> _Task instructions_
Write out the full set of records below exactly.

Collected data entries:

*****

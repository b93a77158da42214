use anyhow::Result;
use clap::Parser;
use console::style;
use indicatif::{ProgressBar, ProgressStyle};
use std::time::Duration;
use tracing_subscriber::{layer::SubscriberExt, util::SubscriberInitExt};

use music_resolver::acquire::RequestContext;
use music_resolver::cli::{Cli, Commands, RequestArgs};
use music_resolver::link::LinkNormalizer;
use music_resolver::{output, utils, Config, MediaKind, Resolver};

#[tokio::main]
async fn main() -> Result<()> {
    let cli = Cli::parse();

    let default_filter = if cli.verbose {
        "music_resolver=debug"
    } else {
        "music_resolver=info"
    };

    // Logs go to stderr so JSON on stdout stays parseable
    tracing_subscriber::registry()
        .with(
            tracing_subscriber::EnvFilter::try_from_default_env()
                .unwrap_or_else(|_| default_filter.into()),
        )
        .with(tracing_subscriber::fmt::layer().with_writer(std::io::stderr))
        .init();

    match &cli.command {
        Commands::Normalize { input } => {
            // Works offline and without a valid config
            let normalizer = match Config::load().await {
                Ok(config) => LinkNormalizer::new(config.links.watch_base),
                Err(_) => LinkNormalizer::default(),
            };
            output::print_video_ref(&normalizer.normalize(input), cli.format)?;
        }
        Commands::Details { input } => {
            let resolver = Resolver::new(&load_config(&cli).await?);
            let progress = spinner(cli.quiet, "Fetching metadata...");
            let outcome = resolver.details(input).await;
            finish(progress);
            output::print_metadata(&outcome, cli.format)?;
        }
        Commands::Track { input } => {
            let resolver = Resolver::new(&load_config(&cli).await?);
            let card = resolver.track(input).await;
            output::print_track(&card, cli.format)?;
        }
        Commands::Slider { query, index } => {
            let resolver = Resolver::new(&load_config(&cli).await?);
            match resolver.slider(query, *index).await {
                Some(card) => output::print_track(&card, cli.format)?,
                None => anyhow::bail!("No search result at position {} for '{}'", index, query),
            }
        }
        Commands::Formats { input } => {
            let resolver = Resolver::new(&load_config(&cli).await?);
            let formats = resolver.formats(input).await?;
            output::print_formats(&formats, cli.format)?;
        }
        Commands::Acquire { input, request } => {
            let resolver = Resolver::new(&load_config(&cli).await?);
            let context = request_context(request);

            let progress = spinner(cli.quiet, "Acquiring media...");
            let result = resolver
                .acquire(input, media_kind(request.video), context.as_ref())
                .await;
            finish(progress);

            output::print_acquisition(&result, cli.format)?;
            if !result.is_success() {
                std::process::exit(1);
            }
        }
        Commands::Stream { input, video } => {
            let resolver = Resolver::new(&load_config(&cli).await?);
            let progress = spinner(cli.quiet, "Resolving stream URL...");
            let result = resolver.stream_url(input, media_kind(*video)).await;
            finish(progress);

            output::print_acquisition(&result, cli.format)?;
            if !result.is_success() {
                std::process::exit(1);
            }
        }
        Commands::Play { input, request } => {
            let resolver = Resolver::new(&load_config(&cli).await?);
            let context = request_context(request);

            let progress = spinner(cli.quiet, "Fetching metadata and media...");
            let outcome = resolver
                .play(input, media_kind(request.video), context.as_ref())
                .await;
            finish(progress);

            output::print_play(&outcome, cli.format)?;
            if !outcome.acquisition.is_success() {
                std::process::exit(1);
            }
        }
        Commands::Check => {
            let yt_dlp_path = Config::load()
                .await
                .map(|config| config.extractor.yt_dlp_path)
                .unwrap_or_else(|_| "yt-dlp".to_string());

            let missing = utils::check_dependencies(&yt_dlp_path).await;
            if missing.is_empty() {
                println!("{} All external tools found", style("✓").green());
            } else {
                eprintln!("{} Missing tools:", style("⚠").yellow());
                for dep in &missing {
                    eprintln!("   • {}", dep);
                }
                std::process::exit(1);
            }
        }
        Commands::Config { show, init } => {
            if *init {
                let path = Config::default().save().await?;
                println!("Configuration written to: {}", path.display());
            } else {
                let config = load_config(&cli).await?;
                if !*show {
                    println!("Config file: {}", Config::config_path()?.display());
                }
                config.display();
            }
        }
    }

    Ok(())
}

/// File and environment config with command-line overrides on top
async fn load_config(cli: &Cli) -> Result<Config> {
    let mut config = Config::load().await?;
    config.apply_overrides(cli.api_url.clone(), cli.api_key.clone());
    config.validate()?;
    Ok(config)
}

fn media_kind(video: bool) -> MediaKind {
    if video {
        MediaKind::Video
    } else {
        MediaKind::Audio
    }
}

fn request_context(args: &RequestArgs) -> Option<RequestContext> {
    args.chat_id.map(|chat_id| {
        RequestContext::new(chat_id, args.chat_title.as_deref(), args.requester.as_deref())
    })
}

fn spinner(quiet: bool, message: &'static str) -> Option<ProgressBar> {
    if quiet {
        return None;
    }

    let progress = ProgressBar::new_spinner();
    if let Ok(style) = ProgressStyle::default_spinner().template("{spinner:.green} [{elapsed_precise}] {msg}") {
        progress.set_style(style);
    }
    progress.set_message(message);
    progress.enable_steady_tick(Duration::from_millis(120));
    Some(progress)
}

fn finish(progress: Option<ProgressBar>) {
    if let Some(progress) = progress {
        progress.finish_and_clear();
    }
}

*****

> _Solution to the exercise_
repository b93a77158da42214
use anyhow::Result;
use clap::Parser;
use console::style;
use indicatif::{ProgressBar, ProgressStyle};
use std::time::Duration;
use tracing_subscriber::{layer::SubscriberExt, util::SubscriberInitExt};

use music_resolver::acquire::RequestContext;
use music_resolver::cli::{Cli, Commands, RequestArgs};
use music_resolver::link::LinkNormalizer;
use music_resolver::{output, utils, Config, MediaKind, Resolver};

#[tokio::main]
async fn main() -> Result<()> {
    let cli = Cli::parse();

    let default_filter = if cli.verbose {
        "music_resolver=debug"
    } else {
        "music_resolver=info"
    };

    // Logs go to stderr so JSON on stdout stays parseable
    tracing_subscriber::registry()
        .with(
            tracing_subscriber::EnvFilter::try_from_default_env()
                .unwrap_or_else(|_| default_filter.into()),
        )
        .with(tracing_subscriber::fmt::layer().with_writer(std::io::stderr))
        .init();

    match &cli.command {
        Commands::Normalize { input } => {
            // Works offline and without a valid config
            let normalizer = match Config::load().await {
                Ok(config) => LinkNormalizer::new(config.links.watch_base),
                Err(_) => LinkNormalizer::default(),
            };
            output::print_video_ref(&normalizer.normalize(input), cli.format)?;
        }
        Commands::Details { input } => {
            let resolver = Resolver::new(&load_config(&cli).await?);
            let progress = spinner(cli.quiet, "Fetching metadata...");
            let outcome = resolver.details(input).await;
            finish(progress);
            output::print_metadata(&outcome, cli.format)?;
        }
        Commands::Track { input } => {
            let resolver = Resolver::new(&load_config(&cli).await?);
            let card = resolver.track(input).await;
            output::print_track(&card, cli.format)?;
        }
        Commands::Slider { query, index } => {
            let resolver = Resolver::new(&load_config(&cli).await?);
            match resolver.slider(query, *index).await {
                Some(card) => output::print_track(&card, cli.format)?,
                None => anyhow::bail!("No search result at position {} for '{}'", index, query),
            }
        }
        Commands::Formats { input } => {
            let resolver = Resolver::new(&load_config(&cli).await?);
            let formats = resolver.formats(input).await?;
            output::print_formats(&formats, cli.format)?;
        }
        Commands::Acquire { input, request } => {
            let resolver = Resolver::new(&load_config(&cli).await?);
            let context = request_context(request);

            let progress = spinner(cli.quiet, "Acquiring media...");
            let result = resolver
                .acquire(input, media_kind(request.video), context.as_ref())
                .await;
            finish(progress);

            output::print_acquisition(&result, cli.format)?;
            if !result.is_success() {
                std::process::exit(1);
            }
        }
        Commands::Stream { input, video } => {
            let resolver = Resolver::new(&load_config(&cli).await?);
            let progress = spinner(cli.quiet, "Resolving stream URL...");
            let result = resolver.stream_url(input, media_kind(*video)).await;
            finish(progress);

            output::print_acquisition(&result, cli.format)?;
            if !result.is_success() {
                std::process::exit(1);
            }
        }
        Commands::Play { input, request } => {
            let resolver = Resolver::new(&load_config(&cli).await?);
            let context = request_context(request);

            let progress = spinner(cli.quiet, "Fetching metadata and media...");
            let outcome = resolver
                .play(input, media_kind(request.video), context.as_ref())
                .await;
            finish(progress);

            output::print_play(&outcome, cli.format)?;
            if !outcome.acquisition.is_success() {
                std::process::exit(1);
            }
        }
        Commands::Check => {
            let yt_dlp_path = Config::load()
                .await
                .map(|config| config.extractor.yt_dlp_path)
                .unwrap_or_else(|_| "yt-dlp".to_string());

            let missing = utils::check_dependencies(&yt_dlp_path).await;
            if missing.is_empty() {
                println!("{} All external tools found", style("✓").green());
            } else {
                eprintln!("{} Missing tools:", style("⚠").yellow());
                for dep in &missing {
                    eprintln!("   • {}", dep);
                }
                std::process::exit(1);
            }
        }
        Commands::Config { show, init } => {
            if *init {
                let path = Config::default().save().await?;
                println!("Configuration written to: {}", path.display());
            } else {
                let config = load_config(&cli).await?;
                if !*show {
                    println!("Config file: {}", Config::config_path()?.display());
                }
                config.display();
            }
        }
    }

    Ok(())
}

/// File and environment config with command-line overrides on top
async fn load_config(cli: &Cli) -> Result<Config> {
    let mut config = Config::load().await?;
    config.apply_overrides(cli.api_url.clone(), cli.api_key.clone());
    config.validate()?;
    Ok(config)
}

fn media_kind(video: bool) -> MediaKind {
    if video {
        MediaKind::Video
    } else {
        MediaKind::Audio
    }
}

fn request_context(args: &RequestArgs) -> Option<RequestContext> {
    args.chat_id.map(|chat_id| {
        RequestContext::new(chat_id, args.chat_title.as_deref(), args.requester.as_deref())
    })
}

fn spinner(quiet: bool, message: &'static str) -> Option<ProgressBar> {
    if quiet {
        return None;
    }

    let progress = ProgressBar::new_spinner();
    if let Ok(style) = ProgressStyle::default_spinner().template("{spinner:.green} [{elapsed_precise}] {msg}") {
        progress.set_style(style);
    }
    progress.set_message(message);
    progress.enable_steady_tick(Duration::from_millis(120));
    Some(progress)
}

fn finish(progress: Option<ProgressBar>) {
    if let Some(progress) = progress {
        progress.finish_and_clear();
    }
}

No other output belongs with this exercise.